La Milla de Oro (English for the golden mile) is both the popular name given to the main central business district of San Juan and a nickname given to the section of Juan Ponce de León Avenue that crosses Hato Rey Norte from north to south. It encompasses the largest agglomeration of corporate investment, banking and finance institutions in the Caribbean. The headquarters of Puerto Rico's largest retail investment bank, Popular, Inc., are located at Popular Center in 208 Juan Ponce de León Ave.
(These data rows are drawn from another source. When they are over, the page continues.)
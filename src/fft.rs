//! Cached FFT transforms shared across stages and channels.
//!
//! Planned transforms (twiddle tables) are cached by length in a
//! readers–writer map: any number of concurrent stages may look up and run
//! transforms, and only the brief window in which a new length is planned
//! takes the exclusive lock. The cache only ever grows.

use std::collections::HashMap;
use std::fmt;
use std::sync::{Arc, RwLock};

use rustfft::num_complex::Complex;
use rustfft::{Fft, FftDirection, FftPlanner};

/// Process-scoped FFT table cache.
///
/// Create one per process (or per independent pipeline) and pass it by
/// `Arc` into every stage constructor; all channels of a conversion share
/// the same context.
pub struct FftContext {
    cache: RwLock<CacheInner>,
}

struct CacheInner {
    planner: FftPlanner<f64>,
    forward: HashMap<usize, Arc<dyn Fft<f64>>>,
    inverse: HashMap<usize, Arc<dyn Fft<f64>>>,
    max_len: usize,
}

impl FftContext {
    /// Creates an empty cache.
    pub fn new() -> Self {
        Self {
            cache: RwLock::new(CacheInner {
                planner: FftPlanner::new(),
                forward: HashMap::new(),
                inverse: HashMap::new(),
                max_len: 0,
            }),
        }
    }

    /// Largest transform length planned so far.
    pub fn max_planned_len(&self) -> usize {
        self.cache.read().expect("fft cache poisoned").max_len
    }

    fn plan(&self, len: usize, direction: FftDirection) -> Arc<dyn Fft<f64>> {
        debug_assert!(len.is_power_of_two());
        {
            let cache = self.cache.read().expect("fft cache poisoned");
            let map = match direction {
                FftDirection::Forward => &cache.forward,
                FftDirection::Inverse => &cache.inverse,
            };
            if let Some(fft) = map.get(&len) {
                return Arc::clone(fft);
            }
        }
        let mut cache = self.cache.write().expect("fft cache poisoned");
        let fft = cache.planner.plan_fft(len, direction);
        let map = match direction {
            FftDirection::Forward => &mut cache.forward,
            FftDirection::Inverse => &mut cache.inverse,
        };
        let fft = Arc::clone(map.entry(len).or_insert(fft));
        cache.max_len = cache.max_len.max(len);
        fft
    }

    /// In-place forward FFT (unnormalized).
    pub fn forward(&self, buf: &mut [Complex<f64>]) {
        self.plan(buf.len(), FftDirection::Forward).process(buf);
    }

    /// In-place inverse FFT, scaled by 1/N so it is the true inverse of
    /// [`FftContext::forward`].
    pub fn inverse(&self, buf: &mut [Complex<f64>]) {
        let n = buf.len();
        self.plan(n, FftDirection::Inverse).process(buf);
        let scale = 1.0 / n as f64;
        for s in buf.iter_mut() {
            *s *= scale;
        }
    }

    /// Forward FFT of a real signal zero-padded to `len`, returned as a full
    /// complex spectrum.
    pub fn real_spectrum(&self, signal: &[f64], len: usize) -> Vec<Complex<f64>> {
        let mut buf = vec![Complex::new(0.0, 0.0); len];
        for (b, &s) in buf.iter_mut().zip(signal.iter()) {
            b.re = s;
        }
        self.forward(&mut buf);
        buf
    }
}

impl fmt::Debug for FftContext {
    fn fmt(&self, f: &mut fmt::Formatter<'_>) -> fmt::Result {
        f.debug_struct("FftContext")
            .field("max_planned_len", &self.max_planned_len())
            .finish()
    }
}

impl Default for FftContext {
    fn default() -> Self {
        Self::new()
    }
}

#[cfg(test)]
mod tests {
    use super::*;

    #[test]
    fn forward_inverse_roundtrip() {
        let ctx = FftContext::new();
        let signal: Vec<f64> = (0..64).map(|i| ((i * 7) % 13) as f64 - 6.0).collect();
        let mut buf: Vec<Complex<f64>> =
            signal.iter().map(|&s| Complex::new(s, 0.0)).collect();
        ctx.forward(&mut buf);
        ctx.inverse(&mut buf);
        for (a, b) in signal.iter().zip(buf.iter()) {
            assert!((a - b.re).abs() < 1e-12);
            assert!(b.im.abs() < 1e-12);
        }
    }

    #[test]
    fn cache_grows_monotonically() {
        let ctx = FftContext::new();
        let mut buf = vec![Complex::new(0.0, 0.0); 256];
        ctx.forward(&mut buf);
        assert_eq!(ctx.max_planned_len(), 256);
        let mut buf = vec![Complex::new(0.0, 0.0); 1024];
        ctx.forward(&mut buf);
        assert_eq!(ctx.max_planned_len(), 1024);
        // A shorter request never shrinks the cache.
        let mut buf = vec![Complex::new(0.0, 0.0); 512];
        ctx.forward(&mut buf);
        assert_eq!(ctx.max_planned_len(), 1024);
    }

    #[test]
    fn real_spectrum_dc() {
        let ctx = FftContext::new();
        let spec = ctx.real_spectrum(&[1.0; 16], 16);
        assert!((spec[0].re - 16.0).abs() < 1e-12);
        for bin in &spec[1..] {
            assert!(bin.norm() < 1e-9);
        }
    }
}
La Milla de Oro is served by the Tren Urbano stations of Hato Rey, Roosevelt, Domenech and Piñero stations in addition to numerous bus routes with connections to Río Piedras, Plaza Las Américas, Santurce and Old San Juan.

List of buildings at La Milla de Oro

 Popular, Inc. headquarters (3 buildings)
 AFI Plaza (Seaborne Airlines Plaza) (formerly Westernbank World Plaza, the Banco de Ponce headquarters); acquired by Banco Popular de Puerto Rico after an FDIC closure of several banks on the Island in 2010.
 Kevane Grant Thornton Building (formerly known as Bolivia 33)
 The Hato Rey Center (formerly known as Home Mortgage Plaza)
 Banco Santander building
 Plaza 273 (formerly known as Plaza Scotiabank)
 Plaza 221 (formerly known as Banco Economias, Banco Central Hispano and then Banco Santander)
 American International Group (AIG) building
 MCS Plaza (Formerly Pan-Am Plaza)
 Puerto Rico Comptroller’s Office building
 City of San Juan government tower
 AON Center
 City Towers (formerly known as Citibank Tower)
 Centrum Plaza
 Puerto Rico Department of Labor and Human Resources (Departamento del Trabajo y Recursos Humanos) building
 José Miguel Agrelot Coliseum (Coliseo de Puerto Rico)
 OFG Bancorp Center (formerly Chase Manhattan Bank Plaza and BBVA Plaza)
 Tren Urbano Hato Rey station
 Tren Urbano Roosevelt station
 Aquablue at the Golden Mile
 Quantum Metrocenter, designed by SCF Arquitectos and built in 2012
 Uruguay 269 (under construction)
 Coliseum Tower (completed)
 Metropolis (under construction)
 Infinity (under Construction)
 Torre Mayor 
 Instituto Socio Economico Comunitario (www.insec.org)
 Fine Arts Cafe (an upscale Repertory Theatre owned by Caribbean Cinemas)
 Fi Sigma Alfa Fraternity Club House (Restaurant and activities hall)

Plans

Milla de Oro has received criticism from nearby communities for its lonely and dark environment after work hours. In order to foster tourism and economic growth in the area, the government has planned to convert the district into a more community friendly sector by attracting tourists, visitors, and local residents to the district during after hours through concerts, retail shops, and nightspots.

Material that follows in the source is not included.